La sentenza in esame, affronta il tema della responsabilità risarcitoria per la mancata informazione. Secondi i giudici, infatti, tale responsabilità non riguarda solo il capo dell’equipe medica che ha eseguito l’intervento, ma anche l’aiuto-chirurgo che ha consigliato l’operazione chirurgica.

La fattispecie

Nel caso in esame, un uomo aveva convenuto in giudizio due medici e l’Azienda Ospedaliera presso cui era stato in cura, al fine di ottenere risarcimento dei danni permanenti subiti in seguito all’intervento chirurgico cui si era sottoposto, senza esser stato previamente informato in relazione ai rischi cui sarebbe potuto andare in contro.

La moglie dell’attore, interveniva nel giudizio per chiedere in proprio la condanna dei convenuti al risarcimento del danno derivato alla propria sfera sessuale in qualità di coniuge, oltre al danno morale derivato, di riflesso, dal fatto illecito del terzo responsabile.

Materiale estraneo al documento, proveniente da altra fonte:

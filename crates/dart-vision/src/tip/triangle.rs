//! Triangle fitting on silhouette hulls and tip selection.

use imageproc::geometry::arc_length;
use imageproc::point::Point;
use nalgebra::{Point2, Vector2};

/// Hull vertices this close (along the tip direction) to the extreme one
/// belong to the tip cap.
const TIP_CAP_PX: f32 = 2.0;

/// Shoelace area of a closed polygon, always non-negative.
pub fn polygon_area(points: &[Point<i32>]) -> f32 {
    if points.len() < 3 {
        return 0.0;
    }
    let twice: i64 = points
        .iter()
        .zip(points.iter().cycle().skip(1))
        .map(|(a, b)| a.x as i64 * b.y as i64 - b.x as i64 * a.y as i64)
        .sum();
    (twice.abs() as f32) * 0.5
}

pub fn triangle_area(t: &[Point2<f32>; 3]) -> f32 {
    let ab = t[1] - t[0];
    let ac = t[2] - t[0];
    (ab.x * ac.y - ab.y * ac.x).abs() * 0.5
}

/// Largest-area triangle spanned by three vertices of a convex polygon.
pub fn max_inscribed_triangle(hull: &[Point<i32>]) -> Option<[Point2<f32>; 3]> {
    let pts: Vec<Point2<f32>> = hull.iter().map(|&p| to_point2(p)).collect();
    let n = pts.len();
    let mut best: Option<([Point2<f32>; 3], f32)> = None;
    for i in 0..n {
        for j in i + 1..n {
            for k in j + 1..n {
                let t = [pts[i], pts[j], pts[k]];
                let area = triangle_area(&t);
                if best.map_or(true, |(_, a)| area > a) {
                    best = Some((t, area));
                }
            }
        }
    }
    best.filter(|(_, a)| *a > 0.0).map(|(t, _)| t)
}

/// Fit a triangle to a convex silhouette hull.
///
/// The fit is the largest triangle on the hull vertices. It is accepted when
/// the mean gap between hull outline and triangle, `(hull area - triangle
/// area) / hull perimeter`, is within one of the `tolerances` (fractions of
/// `perimeter`, tried in order). Cut or rounded corners cost little area,
/// so they pass; round and four-sided blobs leave a wide gap and do not.
pub fn fit_triangle(
    hull: &[Point<i32>],
    perimeter: f64,
    tolerances: &[f64],
) -> Option<[Point2<f32>; 3]> {
    if hull.len() < 3 {
        return None;
    }
    let triangle = max_inscribed_triangle(hull)?;
    let hull_perimeter = arc_length(hull, true);
    if hull_perimeter <= 0.0 {
        return None;
    }
    let gap = f64::from(polygon_area(hull) - triangle_area(&triangle)).max(0.0) / hull_perimeter;

    match tolerances
        .iter()
        .find(|&&frac| frac > 0.0 && gap <= frac * perimeter)
    {
        Some(frac) => {
            log::trace!("triangle fit: gap {gap:.2}px within {:.0}%", frac * 100.0);
            Some(triangle)
        }
        None => {
            log::trace!("triangle fit: gap {gap:.2}px, perimeter {perimeter:.0}px, rejected");
            None
        }
    }
}

fn to_point2(p: Point<i32>) -> Point2<f32> {
    Point2::new(p.x as f32, p.y as f32)
}

/// Split a triangle into its tip and base.
///
/// The tip is the vertex not touching the shortest edge; ties resolve to the
/// last vertex.
pub fn select_tip(t: &[Point2<f32>; 3]) -> (Point2<f32>, [Point2<f32>; 2]) {
    let d01 = (t[0] - t[1]).norm();
    let d02 = (t[0] - t[2]).norm();
    let d12 = (t[1] - t[2]).norm();

    if d12 < d01 && d12 < d02 {
        (t[0], [t[1], t[2]])
    } else if d02 < d01 && d02 < d12 {
        (t[1], [t[0], t[2]])
    } else {
        (t[2], [t[0], t[1]])
    }
}

/// Centre of the hull's tip cap.
///
/// A blunted or cut tip leaves several hull vertices at the far end; the
/// fitted vertex is one of them. The cap is every vertex within
/// [`TIP_CAP_PX`] of the farthest one along the base-to-tip direction.
pub fn refine_tip(hull: &[Point<i32>], tip: Point2<f32>, base: &[Point2<f32>; 2]) -> Point2<f32> {
    let base_mid = nalgebra::center(&base[0], &base[1]);
    let Some(dir) = (tip - base_mid).try_normalize(f32::EPSILON) else {
        return tip;
    };
    let along = |p: &Point2<f32>| (p - base_mid).dot(&dir);

    let pts: Vec<Point2<f32>> = hull.iter().map(|&p| to_point2(p)).collect();
    let far = pts.iter().map(along).fold(along(&tip), f32::max);
    let (sum, count) = pts
        .iter()
        .filter(|p| along(*p) >= far - TIP_CAP_PX)
        .fold((Vector2::zeros(), 0usize), |(s, n), p| (s + p.coords, n + 1));
    if count == 0 {
        return tip;
    }
    Point2::from(sum / count as f32)
}
//! Grayscale sampling and frame preprocessing.

use image::GrayImage;
use imageproc::filter::gaussian_blur_f32;

#[inline]
fn get_gray(src: &GrayImage, x: i32, y: i32) -> u8 {
    if x < 0 || y < 0 || x >= src.width() as i32 || y >= src.height() as i32 {
        return 0;
    }
    src.get_pixel(x as u32, y as u32)[0]
}

#[inline]
pub fn sample_bilinear(src: &GrayImage, x: f32, y: f32) -> f32 {
    if !x.is_finite() || !y.is_finite() {
        return 0.0;
    }
    let x0 = x.floor() as i32;
    let y0 = y.floor() as i32;
    let fx = x - x0 as f32;
    let fy = y - y0 as f32;

    let p00 = get_gray(src, x0, y0) as f32;
    let p10 = get_gray(src, x0 + 1, y0) as f32;
    let p01 = get_gray(src, x0, y0 + 1) as f32;
    let p11 = get_gray(src, x0 + 1, y0 + 1) as f32;

    let a = p00 + fx * (p10 - p00);
    let b = p01 + fx * (p11 - p01);
    a + fy * (b - a)
}

#[inline]
pub fn sample_bilinear_u8(src: &GrayImage, x: f32, y: f32) -> u8 {
    sample_bilinear(src, x, y).round().clamp(0.0, 255.0) as u8
}

/// Gaussian blur; a non-positive sigma returns the input unchanged.
pub fn blur(img: &GrayImage, sigma: f32) -> GrayImage {
    if sigma > 0.0 {
        gaussian_blur_f32(img, sigma)
    } else {
        img.clone()
    }
}

/// Per-pixel `|a - b|`. `None` when the two images differ in size.
pub fn abs_diff(a: &GrayImage, b: &GrayImage) -> Option<GrayImage> {
    if a.dimensions() != b.dimensions() {
        return None;
    }
    let data = a
        .as_raw()
        .iter()
        .zip(b.as_raw())
        .map(|(&pa, &pb)| pa.abs_diff(pb))
        .collect();
    GrayImage::from_raw(a.width(), a.height(), data)
}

Il Tribunale accertava la responsabilità contrattuale dell’Azienda Ospedaliera e dell’urologo solo con riferimento all’omesso consenso informato e li condannava in solido a risarcire al solo attore i danni da mancata acquisizione del consenso informato.

Avverso la citata sentenza, i coniugi proponevano appello innanzi alla competente Corte territoriale che, rigettato l’appello principale, accoglieva quello incidentale del medico chirurgo, riformando in parte la sentenza di primo grado.

Pertanto, i coniugi ricorrevano per Cassazione.

Il principio di diritto

I giudici della Corte di Cassazione, con sentenza n. 26728 del 2018, hanno accolto il ricorso, ritenendo contraddittoria la sentenza di appello; con riferimento all’omissione dell’obbligo di informazione che grava sul medico, i giudici supremi hanno affermato che “in tema di consenso medico informato riguardo all’esecuzione di un intervento operatorio, qualora risulti, come nella specie, che esso è stato eseguito da un sanitario come capo dell’equipe medico – chirurgica, ma che altro sanitario, che abbia partecipato all’operazione in qualità di aiuto- chirurgo, sia stato quello che ha consigliato al paziente l’esecuzione dell’intervento, erroneamente la sentenza di merito, avendo accertato il difetto del consenso informato, riferisce la responsabilità al solo capo dell’equipe medica, ancorchè egli abbia eseguito l’intervento, e non anche all’aiuto-chirurgo, giacchè costui, nell’eseguire la propria prestazione con il consigliare l’intervento, deve reputarsi anch’egli responsabile di non avere assicurato l’informazione dovuta“.

Altro aspetto esaminato dalla Suprema Corte, è quello attinente al danno subito in via diretta e/o riflessa dalla coniuge del paziente, su cui giudici di merito hanno omesso di pronunciarsi. In particolare, il giudice di primo grado, aveva considerato che il danno arrecato all’attore era costituito dall’inosservanza dell’obbligo di rendere effettivo il c.d. consenso informato, condotta che solo indirettamente potrebbe essere individuata come causa del pregiudizio lamentato dalla coniuge, e pertanto idonea a legittimare un risarcimento, mentre la Corte d’appello ha trascurato del tutto la censura mossa dai ricorrenti.

A tal riguardo, la Cassazione ha chiarito che la condotta omissiva che incide sulla sfera sessuale di un individuo, proietta i suoi effetti, in via immediata e riflessa, nella relazione di coppia, incidendo direttamente anche sul coniuge, egualmente privato di un aspetto importante e caratterizzante del rapporto di coppia, collegato ai diritti e obblighi matrimoniali. Pertanto, l’omesso consenso informato da parte del personale medico ha inciso sulla sfera sessuale della coppia di coniugi in sè considerata, e non solo su quella del paziente.

Conclusioni

Per le ragioni appena esposte, quindi, la Cassazione ha cassato la sentenza impugnata con rinvio alla Corte territoriale, che sarà tenuta a pronunciarsi alla luce di quanto affermato in sentenza dai giudici.